El estudio da la cifra global de que casi 1 de cada cuatro de los adolescentes encuestados (un 24,7%) ha estado expuesto a algún tipo de violencia de género contra sus madres. El estudio tipifica 12 situaciones, desde el insulto hasta la agresión física. Lo más frecuente es la violencia psicológica, como insultar o hacer sentir miedo; mientras que el 7,1% ha tenido conocimiento de agresiones físicas. En el 70% de los casos, el maltrato ha sido realizado solo por su padre, en el 24,6% solo por otro hombre y en el 5,4% por el padre y por otro hombre. Tres de cada cuatro menores expuestos a esta violencia han vivido también maltrato directo por parte del maltratador.

Por otro lado, estar expuestos a la violencia de género no lleva a los menores necesariamente a un peor desarrollo. El estudio refleja que las chicas muestran mayor sensibilidad para reconocer la violencia de género que sufren las madres y a los chicos les resulta más difícil.
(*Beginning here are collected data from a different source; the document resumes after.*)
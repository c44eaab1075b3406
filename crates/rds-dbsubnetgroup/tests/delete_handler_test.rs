// Copyright (C) 2025 SyncMyOrders Sp. z o.o.
// SPDX-License-Identifier: AGPL-3.0-or-later
//! Delete handler: success once the group is gone, not-found asymmetry and
//! unclassified failures.

use rds_dbsubnetgroup::{DeleteHandler, ResourceModel};
use rds_handler_common::api::Response;
use rds_handler_common::testing::MockClient;
use rds_handler_common::{
    CallbackContext, HandlerErrorCode, OperationStatus, RemoteError, ResourceHandlerRequest,
};

fn request() -> ResourceHandlerRequest<ResourceModel> {
    ResourceHandlerRequest::new(ResourceModel {
        db_subnet_group_name: Some("subnets".into()),
        db_subnet_group_description: "app subnets".into(),
        subnet_ids: vec!["subnet-1".into(), "subnet-2".into()],
        tags: vec![],
    })
}

fn gone() -> RemoteError {
    RemoteError::not_found("DBSubnetGroupNotFoundFault", "DBSubnetGroup subnets not found")
}

#[tokio::test]
async fn test_simple_success() {
    let rds = MockClient::new();
    rds.respond("DeleteDBSubnetGroup", Ok(Response::Empty));
    rds.respond("DescribeDBSubnetGroups", Err(gone()));

    let event = DeleteHandler::default()
        .handle_request(&request(), CallbackContext::new(), &rds)
        .await;

    assert_eq!(event.status, OperationStatus::Success);
    assert!(event.callback_context.is_none());
    assert_eq!(event.callback_delay_seconds, 0);
    assert!(event.resource_models.is_none());
    assert!(event.message.is_none());
    assert!(event.error_code.is_none());
    assert_eq!(
        rds.operations(),
        vec!["DeleteDBSubnetGroup", "DescribeDBSubnetGroups"]
    );
}

#[tokio::test]
async fn test_simple_not_found() {
    let rds = MockClient::new();
    rds.respond("DeleteDBSubnetGroup", Err(gone()));

    let event = DeleteHandler::default()
        .handle_request(&request(), CallbackContext::new(), &rds)
        .await;

    assert_eq!(event.status, OperationStatus::Failed);
    assert!(event.callback_context.is_some());
    assert_eq!(event.callback_delay_seconds, 0);
    assert!(event.resource_models.is_none());
    assert_eq!(event.error_code, Some(HandlerErrorCode::NotFound));
    assert_eq!(rds.operations(), vec!["DeleteDBSubnetGroup"]);
}

#[tokio::test]
async fn test_simple_exception() {
    let rds = MockClient::new();
    rds.respond(
        "DeleteDBSubnetGroup",
        Err(RemoteError::client("UnknownFault", "something went wrong")),
    );

    let event = DeleteHandler::default()
        .handle_request(&request(), CallbackContext::new(), &rds)
        .await;

    assert_eq!(event.status, OperationStatus::Failed);
    assert!(event.callback_context.is_some());
    assert_eq!(event.error_code, Some(HandlerErrorCode::InternalFailure));
    assert_eq!(rds.operations(), vec!["DeleteDBSubnetGroup"]);
}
La importancia de la prevención en el aula

El estudio presentado esta semana también concluye que el trabajo de prevención contra la violencia machista realizado en la escuela reduce el riesgo de que las chicas vuelvan a vivir la violencia de género que sufrieron sus madres. El 46,8% de menores encuestados recuerdan haber trabajado contra la violencia de género en el aula. La prevención no es por tanto suficiente por sí sola para paliar el problema, pero debe ser una herramienta más para combatir esta lacra. Tan solo el 4,6% del profesorado y el 1,3% de equipos directivos consideran que no es necesario tratar el problema de la violencia de género en la escuela. Acorde a estas conclusiones, Rosell ha destacado la importancia de promover “la educación sexual y afectiva para prevenir la violencia de género y la violencia sexual”.